Di seguito riportiamo integralmente la nota: "Era il 26 maggio 1734 quando la nostra patrona "l'Immacolata Concezione", impedì al generale Montemar di saccheggiare la nostra città. Così come lei da 284 anni che dall'alto della Porta Baresana difende Bitonto, dalle guerre, dalle ingiustizie, dalle malelingue. Così noi da cinque anni a difesa della città, come la nostra patrona. Cinque anni in lungo e in largo a sostenere quei colori che sono parte integrante della nostra vita. Cinque anni per il nostro simbolo, quel Leone che ci porteremo dentro di noi per sempre. Oggi dopo anni, ci ritroviamo con il nostro titolo sotto sequestro (forse, addirittura associato ad altre città tramite mercanti che di passione e di calcio poco ne capiscono) grazie a gente che ha rovinato la nostra passione, che ha sempre mantenuto la squadra in vita per i suoi sporchi interessi facendoci vivere di illusioni, trattando la nostra amata come uno straccio vecchio. In questi mesi si era parlato di una possibile fusione(mescolare colori e nomi) con l'Omnia, alla quale ci siamo opposti fortemente. La situazione ha fatto intervenire il primo cittadino che si è reso arbitro della questione, formando una sola squadra con i nostri colori sociali e la storica dicitura US Bitonto, partendo dalla Serie D. Nuove proprietà, nuovi nomi e simboli; da anni accade questo nel mondo del calcio.

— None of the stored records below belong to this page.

use sqlx::{postgres::PgPoolOptions, PgPool};
use std::time::Duration;

/// Connection pool over the system of record.
pub struct Database {
    pub pool: PgPool,
}

impl Database {
    /// Opens the pool and verifies connectivity with a single ping.
    pub async fn new(database_url: &str) -> anyhow::Result<Self> {
        let pool = PgPoolOptions::new()
            .max_connections(10)
            .acquire_timeout(Duration::from_secs(5))
            .connect(database_url)
            .await?;

        // Schema is applied out of band; see schema.sql
        sqlx::query("SELECT 1").execute(&pool).await?;

        Ok(Self { pool })
    }
}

Così il direttivo decide che: il Nucleo Compatto 2013 continuerà a riempire il settore del "Città Degli Ulivi" e a sostenere Bitonto e i suoi colori, ma in contestazione contro questa società che non ci rappresenta, fatta di mezzi uomini che non riconoscono il valore di una stretta di mano e che continuano a sfoggiare l'arancione che nulla ha a che fare con la nostra tradizione oltre ad aver stampato gli abbonamenti con un'immagine che non riguarda il Bitonto. Con il presente prendiamo atto della nostra fedeltà e della nostra passione (che mai può fallire) verso la terra che ci ha dato la vita e che noi difenderemo come ha fatto la nostra padrona quel 26 maggio di tanti anni fa, con la soddisfazione di aver visto finalmente, dopo tante lotte, la morte del nome Omnia che ora conta solo qualche nostalgico. Continueremo in una categoria che non sentiamo nostra ma che onoreremo comunque con la nostra presenza...SOLO PER LA MAGLIA".